Operational Principles of CAN

Understanding how CAN bus operates requires a closer look at its communication model, message structure, and transmission process.

Communication Model

  • Bus Topology: CAN bus uses a bus topology, where all nodes are connected to a single communication line. This design simplifies wiring and ensures that messages are accessible to all nodes.
  • Differential Signaling: CAN bus’s physical layer typically uses differential signaling to reduce susceptibility to electrical noise, enhancing signal integrity over long distances and in noisy environments.

Message Structure

  • Identifier (ID): Each message on the CAN bus network has a unique identifier that determines its priority, with lower ID values having higher priority. This ID not only controls message priority but also serves as the message label, eliminating the need for source or destination addresses.
  • Data Field: Following the identifier, the data field can carry up to 8 bytes of data per frame, making it suitable for a wide range of control and monitoring tasks.

Transmission Process

  1. Arbitration: When multiple nodes attempt to transmit simultaneously, CAN bus uses non-destructive arbitration based on ID priority to resolve conflicts, ensuring that the highest-priority message is transmitted first.
  2. Message Transmission: Once the bus is free, the node with the highest-priority message transmits its data. Other nodes become receivers and check the message for errors.
  3. Acknowledgment: After successful transmission, receiving nodes send an acknowledgment bit, confirming receipt of a valid message.

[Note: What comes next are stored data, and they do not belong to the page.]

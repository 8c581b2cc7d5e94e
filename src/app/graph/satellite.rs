use eframe::egui::{self, Color32, Sense, Stroke, StrokeKind, Ui};

use crate::layout::Layout;
use crate::viewer::{SATELLITE_SIZE, VIEWER_SIZE, ViewTransform};

use super::super::ViewModel;
use super::super::render_utils::{PICKED_COLOR, kind_color};

impl ViewModel {
    /// Overview of the whole layout; clicking or dragging recentres the main view.
    pub(in crate::app) fn draw_satellite(&mut self, ui: &mut Ui) {
        let size = egui::vec2(ui.available_width().max(SATELLITE_SIZE.x), SATELLITE_SIZE.y);
        let (rect, response) = ui.allocate_exact_size(size, Sense::click_and_drag());
        let painter = ui.painter_at(rect);
        painter.rect_filled(rect, 2.0, Color32::from_rgb(27, 32, 40));

        let layout_size = self.session.layout().size().unwrap_or(VIEWER_SIZE);
        let overview = ViewTransform::fit(layout_size, rect);

        if (response.clicked() || response.dragged())
            && let Some(pointer) = response.interact_pointer_pos()
        {
            let world = overview.screen_to_world(rect, pointer);
            let main = self.viewport_rect();
            self.transform.center_on(main, world);
        }

        let graph = self.session.graph();
        let layout = self.session.layout();
        let picked_vertices = self.session.picked_vertices();
        let picked_edges = self.session.picked_edges();

        for edge in graph.edges() {
            let (subject, object) = graph.endpoints(edge);
            let (Some(start), Some(end)) = (layout.position(subject), layout.position(object))
            else {
                continue;
            };
            let color = if picked_edges.is_picked(edge) {
                PICKED_COLOR
            } else {
                Color32::from_rgba_unmultiplied(150, 160, 172, 110)
            };
            painter.line_segment(
                [
                    overview.world_to_screen(rect, start),
                    overview.world_to_screen(rect, end),
                ],
                Stroke::new(0.6, color),
            );
        }

        for vertex in graph.vertices() {
            let Some(position) = layout.position(vertex) else {
                continue;
            };
            let center = overview.world_to_screen(rect, position);
            if picked_vertices.is_picked(vertex) {
                painter.circle_filled(center, 2.6, PICKED_COLOR);
            } else {
                painter.circle_filled(center, 1.6, kind_color(graph.node(vertex).kind()));
            }
        }

        let visible = self.transform.visible_world_rect(self.viewport_rect());
        let frame = egui::Rect::from_min_max(
            overview.world_to_screen(rect, visible.min),
            overview.world_to_screen(rect, visible.max),
        );
        painter.rect_stroke(
            frame.intersect(rect),
            0.0,
            Stroke::new(1.2, Color32::from_rgb(103, 196, 255)),
            StrokeKind::Inside,
        );
    }
}
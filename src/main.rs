use std::path::PathBuf;

use clap::Parser;
use tracing::warn;
use tracing_subscriber::layer::SubscriberExt;
use tracing_subscriber::util::SubscriberInitExt;
use tracing_subscriber::{EnvFilter, fmt};

use snail_navigator::SnailNavigatorApp;
use snail_navigator::prefs::PreferenceStore;

#[derive(Debug, Parser)]
#[command(author, version, about)]
struct Args {
    /// RDF file path or file://, http:// or https:// URI to open at start-up
    uri: Option<String>,

    /// Preferences file holding the recent URI list
    #[arg(long)]
    prefs: Option<PathBuf>,

    /// Seed for the random initial placement of the graph layout
    #[arg(long, default_value_t = 0)]
    seed: u64,
}

fn main() -> eframe::Result<()> {
    tracing_subscriber::registry()
        .with(EnvFilter::try_from_default_env().unwrap_or_else(|_| "snail_navigator=info".into()))
        .with(fmt::layer())
        .init();

    let args = Args::parse();
    let prefs = open_preferences(args.prefs);
    let options = eframe::NativeOptions {
        viewport: eframe::egui::ViewportBuilder::default()
            .with_inner_size([1500.0, 900.0])
            .with_drag_and_drop(true),
        ..Default::default()
    };

    eframe::run_native(
        "Snail Navigator",
        options,
        Box::new(move |cc| {
            Ok(Box::new(SnailNavigatorApp::new(
                cc,
                prefs,
                args.seed,
                args.uri.clone(),
            )))
        }),
    )
}

fn open_preferences(path: Option<PathBuf>) -> PreferenceStore {
    let path = path
        .or_else(PreferenceStore::default_path)
        .unwrap_or_else(|| PathBuf::from("snail-navigator-prefs.json"));

    PreferenceStore::open(&path).unwrap_or_else(|error| {
        warn!(error = %format!("{error:#}"), "ignoring unreadable preferences");
        PreferenceStore::empty(path)
    })
}
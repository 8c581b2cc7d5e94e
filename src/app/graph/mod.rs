mod interaction;
mod satellite;
mod view;
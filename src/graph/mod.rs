use std::collections::HashSet;
use std::sync::Arc;

use crate::error::GraphError;
use crate::rdf::{EdgeId, Node, NodeId, Statement, TripleStore};

#[derive(Clone, Copy, Debug, PartialEq, Eq)]
pub enum EdgeType {
    Directed,
    Undirected,
}

/// Directed graph view over a loaded model.
///
/// Vertices are the distinct subjects and objects of the store, edges are
/// its statements pointing from subject to object. The view shares the
/// store and never copies it; every mutating operation is rejected.
#[derive(Clone, Debug)]
pub struct ModelGraph {
    store: Arc<TripleStore>,
}

impl ModelGraph {
    pub fn new(store: Arc<TripleStore>) -> Self {
        Self { store }
    }

    pub fn store(&self) -> &TripleStore {
        &self.store
    }

    pub fn node(&self, vertex: NodeId) -> &Node {
        self.store.node(vertex)
    }

    pub fn statement(&self, edge: EdgeId) -> Statement {
        self.store.statement(edge)
    }

    pub fn vertices(&self) -> impl ExactSizeIterator<Item = NodeId> + '_ {
        self.store.node_ids()
    }

    pub fn edges(&self) -> impl ExactSizeIterator<Item = EdgeId> + '_ {
        self.store.edge_ids()
    }

    pub fn edges_of_type(&self, edge_type: EdgeType) -> Vec<EdgeId> {
        match edge_type {
            EdgeType::Directed => self.edges().collect(),
            EdgeType::Undirected => Vec::new(),
        }
    }

    pub fn vertex_count(&self) -> usize {
        self.store.node_count()
    }

    pub fn edge_count(&self) -> usize {
        self.store.len()
    }

    pub fn contains_vertex(&self, vertex: NodeId) -> bool {
        vertex.index() < self.store.node_count()
    }

    pub fn contains_edge(&self, statement: &Statement) -> bool {
        self.store.contains_statement(statement)
    }

    /// Statements whose subject is `vertex`; always empty for literals.
    pub fn out_edges(&self, vertex: NodeId) -> &[EdgeId] {
        if !self.contains_vertex(vertex) || self.node(vertex).is_literal() {
            return &[];
        }
        self.store.edges_from(vertex)
    }

    pub fn in_edges(&self, vertex: NodeId) -> &[EdgeId] {
        if !self.contains_vertex(vertex) {
            return &[];
        }
        self.store.edges_to(vertex)
    }

    pub fn incident_edges(&self, vertex: NodeId) -> Vec<EdgeId> {
        let mut seen = HashSet::new();
        self.in_edges(vertex)
            .iter()
            .chain(self.out_edges(vertex))
            .copied()
            .filter(|edge| seen.insert(*edge))
            .collect()
    }

    pub fn successors(&self, vertex: NodeId) -> Vec<NodeId> {
        let mut seen = HashSet::new();
        self.out_edges(vertex)
            .iter()
            .map(|edge| self.statement(*edge).object)
            .filter(|object| seen.insert(*object))
            .collect()
    }

    pub fn predecessors(&self, vertex: NodeId) -> Vec<NodeId> {
        let mut seen = HashSet::new();
        self.in_edges(vertex)
            .iter()
            .map(|edge| self.statement(*edge).subject)
            .filter(|subject| seen.insert(*subject))
            .collect()
    }

    pub fn neighbors(&self, vertex: NodeId) -> Vec<NodeId> {
        let mut neighbors = self.successors(vertex);
        for predecessor in self.predecessors(vertex) {
            if !neighbors.contains(&predecessor) {
                neighbors.push(predecessor);
            }
        }
        neighbors
    }

    pub fn in_degree(&self, vertex: NodeId) -> usize {
        self.in_edges(vertex).len()
    }

    pub fn out_degree(&self, vertex: NodeId) -> usize {
        self.out_edges(vertex).len()
    }

    pub fn degree(&self, vertex: NodeId) -> usize {
        self.in_degree(vertex) + self.out_degree(vertex)
    }

    pub fn endpoints(&self, edge: EdgeId) -> (NodeId, NodeId) {
        let statement = self.statement(edge);
        (statement.subject, statement.object)
    }

    pub fn source(&self, edge: EdgeId) -> NodeId {
        self.statement(edge).subject
    }

    pub fn dest(&self, edge: EdgeId) -> NodeId {
        self.statement(edge).object
    }

    pub fn opposite(&self, vertex: NodeId, edge: EdgeId) -> NodeId {
        let (subject, object) = self.endpoints(edge);
        if subject == vertex { object } else { subject }
    }

    pub fn is_incident(&self, vertex: NodeId, edge: EdgeId) -> bool {
        let (subject, object) = self.endpoints(edge);
        subject == vertex || object == vertex
    }

    /// True when some statement points from `v1` to `v2`.
    pub fn is_predecessor(&self, v1: NodeId, v2: NodeId) -> bool {
        self.out_edges(v1)
            .iter()
            .any(|edge| self.statement(*edge).object == v2)
    }

    pub fn is_successor(&self, v1: NodeId, v2: NodeId) -> bool {
        self.is_predecessor(v2, v1)
    }

    pub fn is_neighbor(&self, v1: NodeId, v2: NodeId) -> bool {
        self.is_predecessor(v1, v2) || self.is_predecessor(v2, v1)
    }

    pub fn find_edge_set(&self, v1: NodeId, v2: NodeId) -> Vec<EdgeId> {
        let forward = self
            .out_edges(v1)
            .iter()
            .filter(|edge| self.statement(**edge).object == v2);
        let backward = self
            .out_edges(v2)
            .iter()
            .filter(|edge| self.statement(**edge).object == v1);

        let mut seen = HashSet::new();
        forward
            .chain(backward)
            .copied()
            .filter(|edge| seen.insert(*edge))
            .collect()
    }

    pub fn find_edge(&self, v1: NodeId, v2: NodeId) -> Option<EdgeId> {
        self.find_edge_set(v1, v2).into_iter().next()
    }

    pub fn edge_type(&self, _edge: EdgeId) -> EdgeType {
        EdgeType::Directed
    }

    pub fn default_edge_type(&self) -> EdgeType {
        EdgeType::Directed
    }

    pub fn add_vertex(&mut self, _vertex: Node) -> Result<bool, GraphError> {
        Err(GraphError::UnsupportedOperation("add_vertex"))
    }

    pub fn add_edge(
        &mut self,
        _subject: NodeId,
        _predicate: &str,
        _object: NodeId,
    ) -> Result<bool, GraphError> {
        Err(GraphError::UnsupportedOperation("add_edge"))
    }

    pub fn remove_vertex(&mut self, _vertex: NodeId) -> Result<bool, GraphError> {
        Err(GraphError::UnsupportedOperation("remove_vertex"))
    }

    pub fn remove_edge(&mut self, _edge: EdgeId) -> Result<bool, GraphError> {
        Err(GraphError::UnsupportedOperation("remove_edge"))
    }

    pub fn vertex_label(&self, vertex: NodeId) -> String {
        self.store.prefixes().node_label(self.node(vertex))
    }

    pub fn edge_label(&self, edge: EdgeId) -> String {
        let predicate = self.store.predicate(self.statement(edge).predicate);
        self.store.prefixes().iri_label(predicate)
    }

    pub fn predicate_string(&self, edge: EdgeId) -> &str {
        self.store.predicate(self.statement(edge).predicate)
    }
}

#[cfg(test)]
pub(crate) mod tests {
    use std::collections::HashSet;

    use super::*;

    pub(crate) const EX: &str = "http://example.org/";

    pub(crate) fn ex(local: &str) -> Node {
        Node::resource(format!("{EX}{local}"))
    }

    pub(crate) fn sample_store() -> TripleStore {
        let mut store = TripleStore::new();
        store.insert(ex("a"), &format!("{EX}p"), ex("b")).unwrap();
        store
            .insert(ex("a"), &format!("{EX}q"), Node::literal("lit"))
            .unwrap();
        store.insert(ex("b"), &format!("{EX}p"), ex("a")).unwrap();
        store.insert(ex("b"), &format!("{EX}q"), ex("c")).unwrap();
        store
    }

    fn vertex(graph: &ModelGraph, node: Node) -> NodeId {
        graph.store().find_node(&node).unwrap()
    }

    #[test]
    fn vertices_are_distinct_subjects_and_objects() {
        let graph = ModelGraph::new(Arc::new(sample_store()));

        let rendered = graph
            .vertices()
            .map(|v| graph.node(v).to_string())
            .collect::<Vec<_>>();
        let unique = rendered.iter().collect::<HashSet<_>>();
        assert_eq!(rendered.len(), unique.len());

        let mut expected = HashSet::new();
        for (_, statement) in graph.store().statements() {
            expected.insert(graph.node(statement.subject).to_string());
            expected.insert(graph.node(statement.object).to_string());
        }
        assert_eq!(unique.into_iter().cloned().collect::<HashSet<_>>(), expected);
    }

    #[test]
    fn one_edge_per_statement_with_ordered_endpoints() {
        let graph = ModelGraph::new(Arc::new(sample_store()));
        assert_eq!(graph.edge_count(), 4);

        for edge in graph.edges() {
            let statement = graph.statement(edge);
            assert_eq!(graph.endpoints(edge), (statement.subject, statement.object));
            assert_eq!(graph.edge_type(edge), EdgeType::Directed);
        }
        assert!(graph.edges_of_type(EdgeType::Undirected).is_empty());
    }

    #[test]
    fn statements_are_edges_only_in_their_direction() {
        let graph = ModelGraph::new(Arc::new(sample_store()));
        let a = vertex(&graph, ex("a"));
        let c = vertex(&graph, ex("c"));
        let edge = graph.find_edge(vertex(&graph, ex("b")), c).unwrap();
        let statement = graph.statement(edge);

        assert_eq!(graph.default_edge_type(), EdgeType::Directed);
        assert!(graph.contains_edge(&statement));
        assert!(!graph.contains_edge(&Statement {
            subject: c,
            ..statement
        }));
        assert!(!graph.contains_edge(&Statement {
            object: a,
            ..statement
        }));
        assert_eq!(graph.edges_of_type(EdgeType::Directed).len(), graph.edge_count());
    }

    #[test]
    fn literals_never_have_out_edges() {
        let graph = ModelGraph::new(Arc::new(sample_store()));
        let literal = vertex(&graph, Node::literal("lit"));

        assert!(graph.out_edges(literal).is_empty());
        assert!(graph.successors(literal).is_empty());
        assert_eq!(graph.in_degree(literal), 1);
        assert_eq!(graph.predecessors(literal), vec![vertex(&graph, ex("a"))]);
    }

    #[test]
    fn neighbourhood_queries() {
        let graph = ModelGraph::new(Arc::new(sample_store()));
        let a = vertex(&graph, ex("a"));
        let b = vertex(&graph, ex("b"));
        let c = vertex(&graph, ex("c"));

        assert_eq!(graph.successors(b), vec![a, c]);
        assert!(graph.is_predecessor(a, b));
        assert!(graph.is_successor(c, b));
        assert!(!graph.is_neighbor(a, c));
        assert_eq!(graph.find_edge_set(a, b).len(), 2);
        assert_eq!(graph.degree(b), 3);
        assert_eq!(graph.incident_edges(b).len(), 3);

        let edge = graph.find_edge(b, c).unwrap();
        assert_eq!(graph.opposite(c, edge), b);
        assert!(graph.is_incident(b, edge));
        assert_eq!(graph.edge_label(edge), "<http://example.org/q>");
    }

    #[test]
    fn mutation_is_unsupported() {
        let mut graph = ModelGraph::new(Arc::new(sample_store()));
        let a = vertex(&graph, ex("a"));
        let first = graph.edges().next().unwrap();

        assert_eq!(
            graph.add_vertex(ex("z")),
            Err(GraphError::UnsupportedOperation("add_vertex"))
        );
        assert!(matches!(
            graph.add_edge(a, "http://example.org/p", a),
            Err(GraphError::UnsupportedOperation(_))
        ));
        assert!(graph.remove_vertex(a).is_err());
        assert!(graph.remove_edge(first).is_err());
        assert_eq!(graph.edge_count(), 4);
    }
}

This operational model allows CAN bus to facilitate reliable, real-time communication critical for automotive systems, industrial automation, and other applications where data integrity and timely delivery are paramount.

Understanding CAN 2.0A and CAN 2.0B

The evolution of the CAN protocol has led to the development of two significant versions: CAN 2.0A and CAN 2.0B, which are distinguished primarily by their differences in message identifier lengths and thus, network capacity.

  • CAN 2.0A: Also known as Standard CAN, CAN 2.0A utilizes an 11-bit identifier, which allows for up to 2,048 different message identifiers. This version is sufficient for most applications where the network complexity and the number of devices are moderate.
  • CAN 2.0B: Known as Extended CAN, CAN 2.0B expands the identifier to 29 bits, offering over 536 million possible message identifiers. This extension is beneficial in complex systems with many sensors and actuators, as it greatly increases the network’s address space and allows for more granular control with more devices.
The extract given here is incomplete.